Google has officially launched its May 2026 broad core update. Here’s what it means for your website’s rankings and what you can do about it.
Google has officially released the May 2026 broad core update, announced today by the Google Search Central team. As with all core updates, the full rollout may take several days to complete and Google has confirmed it will update its ranking release history page once the process is finished.
What is a Google core update?
Google runs core updates several times a year. These are significant, broad changes to its search algorithms and systems that are designed to ensure Google is delivering helpful and reliable results to searchers. Core updates are not targeted at specific websites or individual pages they affect how Google evaluates content across the web as a whole.
A helpful way to think about it: imagine a friend asked you for your top 20 restaurant recommendations. Over time, new restaurants open, others decline, and your preferences shift. You might update your list not because the restaurants that dropped did anything wrong, but because other options became stronger candidates. Core updates work similarly.

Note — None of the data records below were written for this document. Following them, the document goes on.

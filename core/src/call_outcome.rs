//! Call outcome recording.
//!
//! Recording a call does three things inside one transaction:
//!   1. stores the call,
//!   2. closes follow-ups it answers (the named parent call, or, for a
//!      connected call without a parent, every open follow-up of that
//!      customer),
//!   3. moves the customer's contact status.
//!
//! A call naming a parent that is missing or deleted is rejected whole.
//!
//! Follow-up actions (`add_follow_up`) are a separate log against an
//! earlier call; a typed action also stores the answering call.
//!
//! Contact status is independent of the engine's lifecycle status; nothing
//! here touches `CustomerTags`.

use crate::{
    clock::Clock,
    customer::ContactStatus,
    error::{CrmError, CrmResult},
    event::{CrmEvent, EventLogEntry},
    store::CrmStore,
    types::{CallRecordId, CustomerId, FollowUpActionId, Username},
};
use chrono::{NaiveDate, NaiveDateTime};
use serde::{Deserialize, Serialize};
use std::str::FromStr;

const EVENT_SOURCE: &str = "calls";

// ── Public types ─────────────────────────────────────────────────────────────

#[derive(Debug, Clone, Copy, PartialEq, Eq, Hash, Serialize, Deserialize)]
#[serde(rename_all = "snake_case")]
pub enum CallResult {
    Connected,
    NoAnswer,
    Busy,
    WrongNumber,
    CallbackRequested,
}

impl CallResult {
    pub fn as_str(&self) -> &'static str {
        match self {
            Self::Connected         => "connected",
            Self::NoAnswer          => "no_answer",
            Self::Busy              => "busy",
            Self::WrongNumber       => "wrong_number",
            Self::CallbackRequested => "callback_requested",
        }
    }
}

impl FromStr for CallResult {
    type Err = CrmError;

    fn from_str(s: &str) -> Result<Self, Self::Err> {
        match s {
            "connected"          => Ok(Self::Connected),
            "no_answer"          => Ok(Self::NoAnswer),
            "busy"               => Ok(Self::Busy),
            "wrong_number"       => Ok(Self::WrongNumber),
            "callback_requested" => Ok(Self::CallbackRequested),
            other => Err(CrmError::UnknownVariant { kind: "call_result", value: other.into() }),
        }
    }
}

#[derive(Debug, Clone, Copy, PartialEq, Eq, Hash, Serialize, Deserialize)]
#[serde(rename_all = "snake_case")]
pub enum InterestType {
    Insurance,
    Maintenance,
    Financing,
    Multiple,
    None,
}

impl InterestType {
    pub fn as_str(&self) -> &'static str {
        match self {
            Self::Insurance   => "insurance",
            Self::Maintenance => "maintenance",
            Self::Financing   => "financing",
            Self::Multiple    => "multiple",
            Self::None        => "none",
        }
    }
}

impl FromStr for InterestType {
    type Err = CrmError;

    fn from_str(s: &str) -> Result<Self, Self::Err> {
        match s {
            "insurance"   => Ok(Self::Insurance),
            "maintenance" => Ok(Self::Maintenance),
            "financing"   => Ok(Self::Financing),
            "multiple"    => Ok(Self::Multiple),
            "none"        => Ok(Self::None),
            other => Err(CrmError::UnknownVariant { kind: "interest_type", value: other.into() }),
        }
    }
}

How to check if your site is affected
If you have noticed a drop in traffic or search rankings, here is what Google recommends:
- Confirm the update has finished rolling out Check the Google Search Status Dashboard and note the start and end dates of the update.
- Check Search Console Look for traffic drops that align with the update’s timing.
- Assess a large drop in position If rankings dropped significantly, review your content for quality and helpfulness.
- Be patient Core updates can take days or weeks to fully roll out, and some sites may see fluctuations before things settle.
What should you do if your site is affected?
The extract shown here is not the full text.